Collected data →
"""
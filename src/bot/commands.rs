/// A parsed prefix command.
#[derive(Debug, Clone, PartialEq)]
pub enum Command {
    /// `play <query>`; the query may be empty and is validated by the dispatcher.
    Play(String),
    /// Bare `queue`, or an unknown subcommand.
    QueueHelp,
    QueueList,
    QueueAdd(String),
    QueueClear,
    Skip,
    Pause,
    Resume,
    Stop,
    /// `volume <percent>`; `None` when the argument is missing or not an integer.
    Volume(Option<i64>),
}

impl Command {
    /// Parses `content` if it starts with `prefix` and names a known command.
    pub fn parse(prefix: &str, content: &str) -> Option<Self> {
        let body = content.strip_prefix(prefix)?;
        let (name, rest) = split_word(body.trim_start());
        let rest = rest.trim();

        let command = match name.to_lowercase().as_str() {
            "play" => Command::Play(rest.to_string()),
            "queue" => {
                let (sub, arg) = split_word(rest);
                match sub.to_lowercase().as_str() {
                    "list" => Command::QueueList,
                    "add" => Command::QueueAdd(arg.trim().to_string()),
                    "clear" => Command::QueueClear,
                    _ => Command::QueueHelp,
                }
            }
            "skip" => Command::Skip,
            "pause" => Command::Pause,
            "resume" => Command::Resume,
            "stop" => Command::Stop,
            "volume" => Command::Volume(rest.parse().ok()),
            _ => return None,
        };

        Some(command)
    }
}

fn split_word(text: &str) -> (&str, &str) {
    match text.find(char::is_whitespace) {
        Some(index) => text.split_at(index),
        None => (text, ""),
    }
}
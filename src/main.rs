use anyhow::Result;
use serenity::{model::gateway::GatewayIntents, Client};
use songbird::{SerenityInit, Songbird};
use std::sync::Arc;
use tracing::{error, info};

mod audio;
mod bot;
mod config;
mod error;
mod sources;
mod ui;

#[cfg(test)]
mod testing;

use crate::audio::{registry::SessionRegistry, voice::SongbirdProvider};
use crate::bot::{handlers::CommandDispatcher, MusicBot};
use crate::config::Config;
use crate::sources::YtDlpResolver;

#[tokio::main]
async fn main() -> Result<()> {
    tracing_subscriber::fmt()
        .with_env_filter(
            tracing_subscriber::EnvFilter::from_default_env()
                .add_directive("zion_music=debug".parse()?)
                .add_directive("serenity=info".parse()?)
                .add_directive("songbird=info".parse()?),
        )
        .init();

    info!("🎵 Starting Zion Music v{}", env!("CARGO_PKG_VERSION"));

    if std::env::args().any(|arg| arg == "--health-check") {
        return health_check().await;
    }

    let config = Config::load()?;
    info!("{}", config.summary());

    let intents = GatewayIntents::GUILDS
        | GatewayIntents::GUILD_VOICE_STATES
        | GatewayIntents::GUILD_MESSAGES
        | GatewayIntents::MESSAGE_CONTENT;

    let songbird = Songbird::serenity();
    let resolver = Arc::new(YtDlpResolver::new(
        config.max_concurrent_resolves,
        config.resolve_timeout,
    ));
    let registry = Arc::new(SessionRegistry::new(
        Arc::new(SongbirdProvider::new(songbird.clone(), config.opus_bitrate)),
        resolver,
        config.default_volume,
    ));
    let handler = MusicBot::new(config.command_prefix.clone(), CommandDispatcher::new(registry));

    let mut client = Client::builder(&config.discord_token, intents)
        .event_handler(handler)
        .register_songbird_with(songbird)
        .await?;

    let shard_manager = client.shard_manager.clone();
    tokio::spawn(async move {
        match tokio::signal::ctrl_c().await {
            Ok(()) => {
                info!("⚠️ Shutdown signal received, closing...");
                shard_manager.shutdown_all().await;
            }
            Err(e) => error!("Failed to listen for Ctrl+C: {:?}", e),
        }
    });

    info!("🚀 Bot started");
    if let Err(why) = client.start().await {
        error!("Client error: {:?}", why);
    }

    Ok(())
}

/// `--health-check`: succeeds when the media extractor is installed.
async fn health_check() -> Result<()> {
    let yt_dlp = async_process::Command::new("yt-dlp")
        .arg("--version")
        .output()
        .await?;

    if yt_dlp.status.success() {
        println!("OK");
        Ok(())
    } else {
        anyhow::bail!("yt-dlp is not available");
    }
}
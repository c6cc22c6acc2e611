use async_trait::async_trait;
use serenity::{
    builder::CreateMessage,
    http::Http,
    model::{
        channel::Message,
        id::{ChannelId, GuildId, UserId},
    },
    prelude::Context,
};
use std::sync::Arc;
use tracing::{debug, warn};

use crate::ui::embeds;

/// A reply to a user command.
#[derive(Debug, Clone, PartialEq)]
pub enum Reply {
    Text(String),
    Embed {
        title: String,
        description: String,
        colour: u32,
    },
}

impl Reply {
    pub fn text(text: impl Into<String>) -> Self {
        Reply::Text(text.into())
    }
}

/// Where a session posts messages nobody directly asked for ("now playing",
/// failed items).
#[async_trait]
pub trait Announcer: Send + Sync {
    async fn announce(&self, message: &str);
}

/// Everything the dispatcher needs to know about an inbound command.
#[async_trait]
pub trait CommandContext: Send + Sync {
    fn requester(&self) -> UserId;
    /// Guild the command came from, `None` for direct messages.
    fn session_key(&self) -> Option<GuildId>;
    /// Voice channel the requester is sitting in.
    fn requester_channel(&self) -> Option<ChannelId>;
    async fn reply(&self, reply: Reply);
    async fn start_typing(&self);
    fn announcer(&self) -> Arc<dyn Announcer>;
}

/// Command context for a prefix command typed in a text channel.
pub struct MessageContext {
    http: Arc<Http>,
    channel_id: ChannelId,
    author: UserId,
    guild_id: Option<GuildId>,
    voice_channel: Option<ChannelId>,
}

impl MessageContext {
    pub fn new(ctx: &Context, msg: &Message) -> Self {
        // Read the voice state now; the cache guard must not live across awaits.
        let voice_channel = msg.guild_id.and_then(|guild_id| {
            let guild = guild_id.to_guild_cached(&ctx.cache)?;
            guild
                .voice_states
                .get(&msg.author.id)
                .and_then(|voice_state| voice_state.channel_id)
        });

        Self {
            http: ctx.http.clone(),
            channel_id: msg.channel_id,
            author: msg.author.id,
            guild_id: msg.guild_id,
            voice_channel,
        }
    }
}

#[async_trait]
impl CommandContext for MessageContext {
    fn requester(&self) -> UserId {
        self.author
    }

    fn session_key(&self) -> Option<GuildId> {
        self.guild_id
    }

    fn requester_channel(&self) -> Option<ChannelId> {
        self.voice_channel
    }

    async fn reply(&self, reply: Reply) {
        let message = match reply {
            Reply::Text(text) => CreateMessage::new().content(text),
            Reply::Embed {
                title,
                description,
                colour,
            } => CreateMessage::new().embed(embeds::create_embed(title, description, colour)),
        };

        if let Err(e) = self.channel_id.send_message(&self.http, message).await {
            warn!("Failed to reply in channel {}: {:?}", self.channel_id, e);
        }
    }

    async fn start_typing(&self) {
        if let Err(e) = self.channel_id.broadcast_typing(&self.http).await {
            debug!("Typing indicator failed in channel {}: {:?}", self.channel_id, e);
        }
    }

    fn announcer(&self) -> Arc<dyn Announcer> {
        Arc::new(ChannelAnnouncer {
            http: self.http.clone(),
            channel_id: self.channel_id,
        })
    }
}

/// Posts session announcements to a fixed text channel.
pub struct ChannelAnnouncer {
    http: Arc<Http>,
    channel_id: ChannelId,
}

#[async_trait]
impl Announcer for ChannelAnnouncer {
    async fn announce(&self, message: &str) {
        if let Err(e) = self.channel_id.say(&self.http, message).await {
            warn!("Failed to announce in channel {}: {:?}", self.channel_id, e);
        }
    }
}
"""
PROBLEM TO WORK ON → None of the lines before the one containing "let message = match" belong in the answer; reproduce that line and all later lines of the records exactly.

RESULT OF THE TASK →
        let message = match reply {
            Reply::Text(text) => CreateMessage::new().content(text),
            Reply::Embed {
                title,
                description,
                colour,
            } => CreateMessage::new().embed(embeds::create_embed(title, description, colour)),
        };

        if let Err(e) = self.channel_id.send_message(&self.http, message).await {
            warn!("Failed to reply in channel {}: {:?}", self.channel_id, e);
        }
    }

    async fn start_typing(&self) {
        if let Err(e) = self.channel_id.broadcast_typing(&self.http).await {
            debug!("Typing indicator failed in channel {}: {:?}", self.channel_id, e);
        }
    }

    fn announcer(&self) -> Arc<dyn Announcer> {
        Arc::new(ChannelAnnouncer {
            http: self.http.clone(),
            channel_id: self.channel_id,
        })
    }
}

/// Posts session announcements to a fixed text channel.
pub struct ChannelAnnouncer {
    http: Arc<Http>,
    channel_id: ChannelId,
}

#[async_trait]
impl Announcer for ChannelAnnouncer {
    async fn announce(&self, message: &str) {
        if let Err(e) = self.channel_id.say(&self.http, message).await {
            warn!("Failed to announce in channel {}: {:?}", self.channel_id, e);
        }
    }
}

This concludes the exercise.